Guia de investimentos em FIIs: conheça a estratégia de Bruno Perini para iniciantes

No canal Você MAIS Rico, Bruno Perini explica que os fundos imobiliários (FIIs) surgem como uma alternativa democrática, permitindo que investidores iniciem com valores próximos a R$ 10. A principal vantagem desse modelo é a isenção de imposto de renda sobre os dividendos distribuídos mensalmente, além da liquidez e da facilidade de gestão. Investir em imóveis físicos é uma prática tradicional no Brasil, mas envolve custos elevados como ITBI, condomínio, IPTU e riscos de inadimplência de locatários.

O erro clássico: o foco exclusivo no dividend yield

Muitos investidores iniciantes cometem o erro de selecionar ativos baseando-se apenas em um ranking de Dividend Yield (DY). Bruno Perini ressalta que esse indicador é o resultado da divisão entre o dividendo pago nos últimos 12 meses e o preço atual da cota.

“Se a esmola é demais, o santo deveria desconfiar.”

Perini utiliza um exemplo matemático para ilustrar o perigo: se um fundo paga R$ 10 de dividendo anual e sua cota custa R$ 100, o DY é de 10%. Caso a cota caia para R$ 50 devido a problemas operacionais, como vacância ou inadimplência, o DY matemático sobe para 20%, o que pode atrair investidores desavisados para um ativo de baixa qualidade. Portanto, o investidor deve analisar a saúde do fundo e não apenas o retorno passado.

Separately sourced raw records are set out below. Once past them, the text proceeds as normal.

/// Learning, communication, interest and health advice for the day element
#[derive(Debug, Clone, PartialEq, Serialize, Deserialize)]
pub struct TopicAdvice {
    pub learning_style: Vec<String>,
    pub communication: Vec<String>,
    pub interests: Vec<String>,
    pub constitution: String,
    pub diet: String,
    pub exercise: String,
}

fn learning_style(element: Element) -> [&'static str; 3] {
    match element {
        Element::Wood => ["體驗式學習：通過實際操作和體驗來學習", "戶外學習：結合自然環境進行學習", "創新思維：鼓勵創新和獨立思考"],
        Element::Fire => ["互動式學習：通過討論和交流來學習", "視覺學習：使用圖表、圖片和色彩豐富的教材", "表演學習：通過角色扮演和表演來學習"],
        Element::Earth => ["循序漸進：按部就班，不急於求成", "重複練習：通過反覆練習來鞏固知識", "實用導向：注重知識的實際應用"],
        Element::Metal => ["邏輯學習：注重邏輯推理和分析", "結構化學習：建立清晰的知識結構", "精確學習：注重細節和準確性"],
        Element::Water => ["靈活學習：採用多種學習方法", "聯想學習：通過聯想和類比來學習", "適應性學習：根據情況調整學習策略"],
    }
}

fn communication_style(element: Element) -> [&'static str; 3] {
    match element {
        Element::Wood => ["給予充分的自由和空間表達", "鼓勵創新思維和獨立見解", "避免過度限制和約束"],
        Element::Fire => ["保持熱情和積極的態度", "及時給予回應和互動", "幫助控制情緒和衝動"],
        Element::Earth => ["耐心傾聽，給予充分的表達機會", "使用溫和穩定的語調", "建立信任和安全感"],
        Element::Metal => ["邏輯清晰，條理分明", "設定清晰的界限和期望", "尊重孩子的原則和標準"],
        Element::Water => ["靈活調整溝通方式", "善於引導和啟發", "避免過於強硬的態度"],
    }
}

fn interest_development(element: Element) -> [&'static str; 3] {
    match element {
        Element::Wood => ["自然探索：園藝、生物觀察、戶外活動", "創意藝術：繪畫、手工、設計", "體育運動：跑步、攀岩、球類運動"],
        Element::Fire => ["表演藝術：舞蹈、戲劇、演講", "社交活動：團隊運動、社團活動", "創作表達：寫作、音樂、攝影"],
        Element::Earth => ["實用技能：烹飪、手工、建築模型", "收藏整理：郵票、書籍、模型", "服務活動：志願服務、幫助他人"],
        Element::Metal => ["邏輯思維：數學、編程、棋類", "精密技能：樂器、書法、繪畫", "競技運動：武術、體操、射擊"],
        Element::Water => ["語言學習：外語、文學、演講", "水上運動：游泳、划船、衝浪", "智力遊戲：圍棋、象棋、益智遊戲"],
    }
}

/// Constitution, diet and exercise lines
fn health_advice(element: Element) -> [&'static str; 3] {
    match element {
        Element::Wood => [
            "體質特點：肝膽系統較為敏感，容易緊張和焦慮。建議多進行戶外活動，保持心情愉快，避免過度壓力。",
            "飲食建議：多吃綠色蔬菜和酸味食物，如菠菜、青椒、檸檬等。避免過於油膩和辛辣的食物。",
            "運動建議：適合戶外運動和伸展性運動，如跑步、瑜伽、太極等。運動強度適中，重在舒展筋骨。",
        ],
        Element::Fire => [
            "體質特點：心血管系統活躍，精力充沛但容易上火。建議保持規律作息，避免過度興奮，注意心理平衡。",
            "飲食建議：多吃紅色食物和苦味食物，如番茄、紅棗、苦瓜等。避免過於寒涼和生冷的食物。",
            "運動建議：適合有氧運動和團體運動，如游泳、籃球、舞蹈等。注意控制運動強度，避免過度興奮。",
        ],
        Element::Earth => [
            "體質特點：脾胃系統穩定，消化能力較好但可能偏胖。建議均衡飲食，適量運動，避免暴飲暴食。",
            "飲食建議：多吃黃色食物和甘味食物，如南瓜、玉米、蜂蜜等。避免過於油膩和難消化的食物。",
            "運動建議：適合穩定性運動和力量訓練，如散步、舉重、體操等。運動要持之以恆，循序漸進。",
        ],
        Element::Metal => [
            "體質特點：肺部系統敏感，呼吸道較為脆弱。建議保持空氣清新，避免污染環境，注意呼吸道保護。",
            "飲食建議：多吃白色食物和辛味食物，如白蘿蔔、梨子、生薑等。避免過於燥熱和刺激的食物。",
            "運動建議：適合呼吸性運動和精確性運動，如深呼吸、射箭、武術等。注重動作的準確性和規範性。",
        ],
        Element::Water => [
            "體質特點：腎臟系統較為敏感，水液代謝活躍。建議保持充足睡眠，避免過度勞累，注意腰腎保護。",
            "飲食建議：多吃黑色食物和鹹味食物，如黑豆、海帶、核桃等。避免過於溫燥和上火的食物。",
            "運動建議：適合流動性運動和水上運動，如游泳、划船、柔軟體操等。運動要靈活多變，避免過於激烈。",
        ],
    }
}

pub fn topic_advice(profile: &ElementalProfile) -> TopicAdvice {
    let element = profile.day_element;
    let owned = |items: [&str; 3]| items.iter().map(|s| s.to_string()).collect::<Vec<_>>();
    let [constitution, diet, exercise] = health_advice(element);

    TopicAdvice {
        learning_style: owned(learning_style(element)),
        communication: owned(communication_style(element)),
        interests: owned(interest_development(element)),
        constitution: constitution.into(),
        diet: diet.into(),
        exercise: exercise.into(),
    }
}

#[derive(Debug, Clone, PartialEq, Serialize, Deserialize)]
pub struct AgeStageSummary {
    pub age: String,
    pub summary: String,
}

/// 0-6 year overview: highlights, three age bands and group-life advice
#[derive(Debug, Clone, PartialEq, Serialize, Deserialize)]
pub struct OverallSummary {
    pub personality_highlights: Vec<String>,
    pub age_stages: Vec<AgeStageSummary>,
    pub group_life_advice: Vec<String>,
}

fn personality_highlights(element: Element, strength: Strength) -> Vec<String> {
    let base: [&str; 4] = match element {
        Element::Wood => ["富有創造力和想像力", "喜歡探索和學習新事物", "具有成長導向的思維", "天生的領導潛質"],
        Element::Fire => ["熱情活潑，表達能力強", "情感豐富，善於社交", "具有藝術天賦和創造力", "樂觀積極的生活態度"],
        Element::Earth => ["穩重可靠，適應力強", "具有責任感和耐心", "善於照顧他人", "實用主義的思考方式"],
        Element::Metal => ["邏輯思維清晰", "注重秩序和規律", "具有分析和判斷能力", "追求完美和精確"],
        Element::Water => ["感受力敏銳，直覺力強", "善於傾聽和理解他人", "具有深度思考能力", "適應變化的靈活性"],
    };
    let extra = match (element, strength == Strength::Strong) {
        (Element::Wood, true) => "個性較為堅持，需要引導學習妥協",
        (Element::Fire, true) => "情緒表達強烈，需要學習情緒管理",
        (Element::Earth, true) => "可能較為固執，需要鼓勵接受新事物",
        (Element::Metal, true) => "標準較高，需要學習包容和彈性",
        (Element::Water, true) => "情感深刻，需要適當的情緒出口",
        (Element::Wood, false) => "需要鼓勵表達想法，增強自信心",
        (Element::Fire, false) => "需要多一些溫暖互動，培養表達能力",
        (Element::Earth, false) => "需要穩定環境，逐步建立安全感",
        (Element::Metal, false) => "需要清晰指導，建立自信和條理",
        (Element::Water, false) => "需要情感支持，培養表達和溝通能力",
    };
    base.iter().chain([extra].iter()).map(|s| s.to_string()).collect()
}

fn age_stage_summaries(element: Element, strength: Strength) -> Vec<AgeStageSummary> {
    let strong = strength == Strength::Strong;
    let infant = match element {
        Element::Wood => "需要充足的自由探索空間，對新環境適應較快",
        Element::Fire => "情感表達豐富，需要溫暖的互動和回應",
        Element::Earth => "喜歡穩定的環境和規律，適應變化需要時間",
        Element::Metal => "對環境敏感，需要整潔有序的照護環境",
        Element::Water => "感受力強，需要安靜舒適的環境和情感連結",
    };
    let toddler = match element {
        Element::Wood => "創造力開始顯現，喜歡動手操作和探索",
        Element::Fire => "社交能力發展，喜歡與人互動和表演",
        Element::Earth => "責任感萌芽，喜歡幫助他人和參與家務",
        Element::Metal => "邏輯思維開始發展，喜歡分類和整理",
        Element::Water => "想像力豐富，喜歡聽故事和安靜的活動",
    };
    let preschool = match element {
        Element::Wood => "領導能力顯現，適合參與團體活動和創意遊戲",
        Element::Fire => "表達能力強，適合藝術創作和表演活動",
        Element::Earth => "穩定性增強，適合承擔小責任和幫助他人",
        Element::Metal => "分析能力發展，適合邏輯遊戲和規則性活動",
        Element::Water => "理解力深刻，適合閱讀和需要專注的活動",
    };

    [
        (
            "0-2歲",
            infant,
            if strong { "，個性較為明顯，需要耐心引導" } else { "，需要更多鼓勵和支持來建立自信" },
        ),
        (
            "3-4歲",
            toddler,
            if strong { "，自主性較強，需要適當的界限設定" } else { "，需要鼓勵嘗試新事物，培養自信心" },
        ),
        (
            "5-6歲",
            preschool,
            if strong { "，準備好迎接更多挑戰和學習機會" } else { "，需要循序漸進的引導和充分的準備時間" },
        ),
    ]
    .into_iter()
    .map(|(age, base, suffix)| AgeStageSummary {
        age: age.into(),
        summary: format!("{}{}", base, suffix),
    })
    .collect()
}

/// Canned 0-6 overview. Medium and weak share the not-strong wording.
pub fn overall_summary(profile: &ElementalProfile) -> OverallSummary {
    OverallSummary {
        personality_highlights: personality_highlights(profile.day_element, profile.strength),
        age_stages: age_stage_summaries(profile.day_element, profile.strength),
        group_life_advice: group_life_advice(profile),
    }
}

#[derive(Debug, Clone, PartialEq, Serialize, Deserialize)]
pub struct MonthlyStage {
    pub title: String,
    pub period: String,
    pub months: Vec<u32>,
    pub characteristics: Vec<String>,
    pub challenges: Vec<String>,
    pub care_advice: Vec<String>,
}

struct StageTemplate {
    title: &'static str,
    period: &'static str,
    months: &'static [u32],
    characteristics: [[&'static str; 4]; 2],
    challenges: [[&'static str; 4]; 2],
    care: [&'static str; 4],
}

Estrutura e setores de uma carteira diversificada

Para montar uma carteira resiliente, é necessário distribuir o capital entre diferentes segmentos do mercado imobiliário. Abaixo, detalho os critérios de análise para cada setor sugerido por Bruno Perini:

1 – Fundos de Papel (CRI e LCI) Estes fundos investem em títulos de renda fixa atrelados ao setor imobiliário, como Certificados de Recebíveis Imobiliários (CRIs). Devem ser analisados quanto à qualidade do crédito (High Grade versus High Yield) e aos indexadores, como IPCA e CDI. Em períodos de inflação alta, títulos atrelados ao IPCA tendem a performar melhor, enquanto juros altos favorecem o CDI.

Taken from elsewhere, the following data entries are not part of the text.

use anyhow::{bail, Context, Result};
use serde::{Deserialize, Serialize};
use std::fs;
use std::path::Path;

/// Per-contribution weights for the element tally
#[derive(Debug, Clone, Serialize, Deserialize, PartialEq)]
#[serde(default)]
pub struct TallyWeights {
    pub stem: f64,
    pub branch: f64,
    pub hidden_stem: f64,
}

impl Default for TallyWeights {
    fn default() -> Self {
        Self {
            stem: 1.0,
            branch: 0.5,
            hidden_stem: 0.3,
        }
    }
}

/// Day-master share (percent) boundaries: strictly above `strong_above` is
/// strong, strictly below `weak_below` is weak, anything between is medium.
#[derive(Debug, Clone, Serialize, Deserialize, PartialEq)]
#[serde(default)]
pub struct StrengthThresholds {
    pub strong_above: f64,
    pub weak_below: f64,
}

impl Default for StrengthThresholds {
    fn default() -> Self {
        Self {
            strong_above: 30.0,
            weak_below: 15.0,
        }
    }
}

/// Chat-completion endpoint settings
#[derive(Debug, Clone, Serialize, Deserialize, PartialEq)]
#[serde(default)]
pub struct LlmConfig {
    pub base_url: String,
    pub model: String,
    pub temperature: f32,
    pub max_tokens: u32,
    pub timeout_secs: u64,
}

impl Default for LlmConfig {
    fn default() -> Self {
        Self {
            base_url: "https://api.openai.com/v1/chat/completions".into(),
            model: "gpt-3.5-turbo".into(),
            temperature: 0.7,
            max_tokens: 2000,
            timeout_secs: 60,
        }
    }
}

#[derive(Debug, Clone, Default, Serialize, Deserialize, PartialEq)]
#[serde(default)]
pub struct AppConfig {
    pub weights: TallyWeights,
    pub thresholds: StrengthThresholds,
    pub llm: LlmConfig,
}

impl AppConfig {
    /// Load from a JSON file, or defaults when no path is given.
    pub fn load(path: Option<&Path>) -> Result<Self> {
        let Some(path) = path else {
            return Ok(Self::default());
        };
        let content = fs::read_to_string(path)
            .with_context(|| format!("Failed to read config: {:?}", path))?;
        let config: AppConfig = serde_json::from_str(&content)
            .with_context(|| format!("Failed to parse config: {:?}", path))?;
        config
            .validate()
            .with_context(|| format!("Invalid config: {:?}", path))?;
        Ok(config)
    }

    /// Stem weight must be positive so every chart has a non-zero tally.
    /// Branch and hidden-stem weights may be zero but not negative.
    pub fn validate(&self) -> Result<()> {
        let w = &self.weights;
        for (name, value) in [
            ("stem", w.stem),
            ("branch", w.branch),
            ("hidden_stem", w.hidden_stem),
        ] {
            if !value.is_finite() {
                bail!("weight {} must be finite, got {}", name, value);
            }
        }
        if w.stem <= 0.0 {
            bail!("weight stem must be > 0, got {}", w.stem);
        }
        if w.branch < 0.0 {
            bail!("weight branch must be >= 0, got {}", w.branch);
        }
        if w.hidden_stem < 0.0 {
            bail!("weight hidden_stem must be >= 0, got {}", w.hidden_stem);
        }

        let t = &self.thresholds;
        if !(t.weak_below.is_finite() && t.strong_above.is_finite()) {
            bail!("strength thresholds must be finite");
        }
        if !(0.0 <= t.weak_below && t.weak_below <= t.strong_above) {
            bail!(
                "thresholds need 0 <= weak_below <= strong_above, got {} and {}",
                t.weak_below,
                t.strong_above
            );
        }
        Ok(())
    }
}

2 – Logística Focados em galpões e centros de distribuição, são essenciais para o comércio eletrônico. Os pontos fundamentais de análise são:

  • Localização próxima a grandes centros urbanos.
  • Qualidade dos locatários (exemplo: Mercado Livre).
  • Vacância física e financeira.

3 – Shopping Centers A receita provém de aluguéis, estacionamento e taxas das lojas. Perini recomenda observar a taxa de ocupação, preferencialmente acima de 95%, e o indicador NOI (Net Operating Income), que representa o lucro operacional líquido.

4 – Lajes Corporativas (Escritórios) Investem em prédios comerciais de alto padrão. A localização é o fator determinante para o sucesso, com destaque para regiões premium como a Faria Lima em São Paulo.

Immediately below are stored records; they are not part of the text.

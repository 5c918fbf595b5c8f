use anyhow::{bail, Context, Result};
use chrono::{Datelike, NaiveDate};
use clap::{Parser, Subcommand, ValueEnum};
use std::path::PathBuf;
use tracing_subscriber::EnvFilter;

use bazi::config::AppConfig;
use bazi::llm::{self, AnalysisKind, OpenAiProvider};
use bazi::pillar::BirthMoment;
use bazi::report::{self, RemoteAnalysis};
use bazi::scoring::Chart;
use bazi::storage::{self, FileSettingsStore, Settings, SettingsStore, API_KEY_ENV};

#[derive(Parser)]
#[command(name = "bazi")]
#[command(about = "BaZi CLI - four-pillar charts, elemental profiles and parenting reports", long_about = None)]
struct Cli {
    /// JSON config file (weights, thresholds, LLM endpoint)
    #[arg(long, global = true)]
    config: Option<PathBuf>,

    #[command(subcommand)]
    command: Commands,
}

#[derive(Debug, Clone, Copy, PartialEq, Eq, ValueEnum)]
enum OutputFormat {
    Json,
    Md,
}

#[derive(Subcommand)]
enum Commands {
    /// Compute the four pillars and elemental profile
    Chart {
        /// Birth date (YYYY-MM-DD)
        #[arg(long)]
        date: String,

        /// Birth hour (0-23)
        #[arg(long)]
        hour: u32,

        /// Output format
        #[arg(long, value_enum, default_value = "json")]
        format: OutputFormat,
    },

    /// Build the full report
    Report {
        /// Birth date (YYYY-MM-DD)
        #[arg(long)]
        date: String,

        /// Birth hour (0-23)
        #[arg(long)]
        hour: u32,

        /// Output format
        #[arg(long, value_enum, default_value = "md")]
        format: OutputFormat,

        /// Seed for the monthly table option picks
        #[arg(long, default_value_t = 0)]
        seed: u64,

        /// Generate the analysis (of this kind), summary and monthly guide remotely
        #[arg(long, value_enum)]
        ai: Option<AnalysisKind>,

        /// Name used in the generation prompts
        #[arg(long, default_value = "寶寶")]
        name: String,

        /// API key (overrides env and stored settings)
        #[arg(long)]
        api_key: Option<String>,

        /// Settings directory
        #[arg(long, default_value = ".bazi")]
        dir: String,
    },

    /// Print the analysis prompt without calling the remote service
    Prompt {
        /// Birth date (YYYY-MM-DD)
        #[arg(long)]
        date: String,

        /// Birth hour (0-23)
        #[arg(long)]
        hour: u32,

        /// Analysis kind
        #[arg(long, value_enum, default_value = "general")]
        kind: AnalysisKind,
    },

    /// Request a structured personality reading
    Insight {
        /// Birth date (YYYY-MM-DD)
        #[arg(long)]
        date: String,

        /// Birth hour (0-23)
        #[arg(long)]
        hour: u32,

        /// Name used in the prompt
        #[arg(long, default_value = "寶寶")]
        name: String,

        /// API key (overrides env and stored settings)
        #[arg(long)]
        api_key: Option<String>,

        /// Settings directory
        #[arg(long, default_value = ".bazi")]
        dir: String,
    },

    /// Manage stored API key and model
    Settings {
        #[command(subcommand)]
        action: SettingsAction,
    },
}

#[derive(Subcommand)]
enum SettingsAction {
    /// Store an API key
    SetKey {
        key: String,

        #[arg(long, default_value = ".bazi")]
        dir: String,
    },

    /// Store a model name
    SetModel {
        model: String,

        #[arg(long, default_value = ".bazi")]
        dir: String,
    },

    /// Show stored settings with the key masked
    Show {
        #[arg(long, default_value = ".bazi")]
        dir: String,
    },

    /// Remove stored settings
    Clear {
        #[arg(long, default_value = ".bazi")]
        dir: String,
    },
}

fn parse_birth(date: &str, hour: u32) -> Result<BirthMoment> {
    let date = NaiveDate::parse_from_str(date, "%Y-%m-%d")
        .with_context(|| format!("Invalid date '{}', expected YYYY-MM-DD", date))?;
    Ok(BirthMoment::new(date.year(), date.month(), date.day(), hour)?)
}

fn compute_chart(date: &str, hour: u32, config: &AppConfig) -> Result<Chart> {
    let birth = parse_birth(date, hour)?;
    tracing::info!(date = %birth.date, hour = birth.hour, "Computing chart");
    Ok(Chart::compute(birth, config)?)
}

/// Build a provider from the resolved key, with any stored model applied.
fn remote_provider(config: &AppConfig, explicit_key: Option<&str>, dir: &str) -> Result<OpenAiProvider> {
    let settings = FileSettingsStore::new(dir).load()?;
    let env_key = std::env::var(API_KEY_ENV).ok();
    let Some(key) = storage::resolve_api_key(explicit_key, env_key.as_deref(), &settings) else {
        bail!(
            "No API key: pass --api-key, set {} or run `bazi settings set-key`",
            API_KEY_ENV
        );
    };

    let mut llm_config = config.llm.clone();
    if let Some(model) = settings.model {
        llm_config.model = model;
    }
    Ok(OpenAiProvider::new(&key, llm_config)?)
}

fn print_json<T: serde::Serialize>(value: &T) -> Result<()> {
    println!("{}", serde_json::to_string_pretty(value)?);
    Ok(())
}

fn update_settings(dir: &str, apply: impl FnOnce(&mut Settings)) -> Result<()> {
    let store = FileSettingsStore::new(dir);
    let mut settings = store.load()?;
    apply(&mut settings);
    store.save(&settings)
}

fn store_api_key(dir: &str, key: &str) -> Result<()> {
    let key = key.trim();
    if !storage::is_valid_api_key(key) {
        bail!("Invalid API key: expected an sk- key longer than 20 characters");
    }
    update_settings(dir, |s| s.api_key = Some(key.to_string()))
}

fn main() -> Result<()> {
    tracing_subscriber::fmt()
        .with_env_filter(EnvFilter::from_default_env())
        .init();

    let cli = Cli::parse();
    let config = AppConfig::load(cli.config.as_deref())?;

    match cli.command {
        Commands::Chart { date, hour, format } => {
            let chart = compute_chart(&date, hour, &config)?;
            match format {
                OutputFormat::Json => print_json(&chart)?,
                OutputFormat::Md => print!("{}", report::render_chart_markdown(&chart)),
            }
        }
        Commands::Report {
            date,
            hour,
            format,
            seed,
            ai,
            name,
            api_key,
            dir,
        } => {
            let chart = compute_chart(&date, hour, &config)?;
            let provider = match ai {
                Some(_) => Some(remote_provider(&config, api_key.as_deref(), &dir)?),
                None => None,
            };
            let remote = provider.as_ref().zip(ai).map(|(p, kind)| RemoteAnalysis {
                provider: p,
                kind,
                name: &name,
            });

            tracing::info!(seed = seed, ai = ?ai, "Building report");
            let full = report::build_report(chart, seed, remote);
            match format {
                OutputFormat::Json => print_json(&full)?,
                OutputFormat::Md => print!("{}", report::render_markdown(&full)),
            }
        }
        Commands::Prompt { date, hour, kind } => {
            let chart = compute_chart(&date, hour, &config)?;
            println!("{}", llm::build_prompt(&chart, kind));
        }
        Commands::Insight {
            date,
            hour,
            name,
            api_key,
            dir,
        } => {
            let chart = compute_chart(&date, hour, &config)?;
            let provider = remote_provider(&config, api_key.as_deref(), &dir)?;
            let insight = llm::generate_personality_insight(&provider, &chart, &name)?;
            print_json(&insight)?;
        }
        Commands::Settings { action } => match action {
            SettingsAction::SetKey { key, dir } => {
                tracing::info!(dir = %dir, "Storing API key");
                store_api_key(&dir, &key)?;
                println!("API key saved");
            }
            SettingsAction::SetModel { model, dir } => {
                tracing::info!(dir = %dir, model = %model, "Storing model");
                update_settings(&dir, |s| s.model = Some(model))?;
                println!("Model saved");
            }
            SettingsAction::Show { dir } => {
                let settings = FileSettingsStore::new(&dir).load()?;
                println!(
                    "API key: {}",
                    settings.masked_api_key().unwrap_or_else(|| "(not set)".into())
                );
                println!(
                    "Model:   {}",
                    settings.model.as_deref().unwrap_or(&config.llm.model)
                );
            }
            SettingsAction::Clear { dir } => {
                tracing::info!(dir = %dir, "Clearing settings");
                FileSettingsStore::new(&dir).clear()?;
                println!("Settings cleared");
            }
        },
    }

    Ok(())
}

“Quanto à localização, tudo que for de tijolo, localização é importante.”

5 – Renda Urbana Composto por imóveis situados em ruas e calçadas, como supermercados, farmácias e escolas. Embora incluam agências bancárias, Perini alerta para o fechamento de unidades físicas devido à digitalização bancária, sugerindo cautela com este subsegmento.

6 – Fundos de Fundos (FoFs) Estes fundos compram cotas de outros FIIs. A vantagem é a diversificação imediata e o potencial de “desconto duplo” — quando o FoF negocia abaixo do seu valor patrimonial e os fundos investidos por ele também estão descontados. A desvantagem é a incidência de taxas administrativas em dois níveis.

Sugestão de alocação patrimonial

Ao final da explicação, Bruno Perini compartilha como distribuiria hoje uma carteira teórica de fundos imobiliários, priorizando a segurança e a previsibilidade:

  • 30% em Fundos de Papel: Com preferência por ativos High Grade, que possuem menor risco de calote.
  • 20% em Shopping Centers: Focados em ativos com boa localização e mix de lojas.
  • 20% em Logística: Ativos bem localizados para atender o e-commerce.
  • 10% em FoFs: Para aproveitar oportunidades de descontos patrimoniais.
  • 10% em Lajes Corporativas: Focadas em localizações premium.
  • 10% em Renda Urbana: Imóveis voltados para serviços essenciais.

“Eu prefiro pegar aqueles que realmente têm uma carteira de crédito mais sólida.”

Esta alocação reflete uma visão defensiva e estratégica, mas Perini reforça que cada investidor deve adaptar os percentuais ao seu próprio perfil de risco e cenário macroeconômico. Estudar os indicadores preço sobre valor patrimonial (P/VP) e a qualidade da gestão é fundamental antes de qualquer aporte.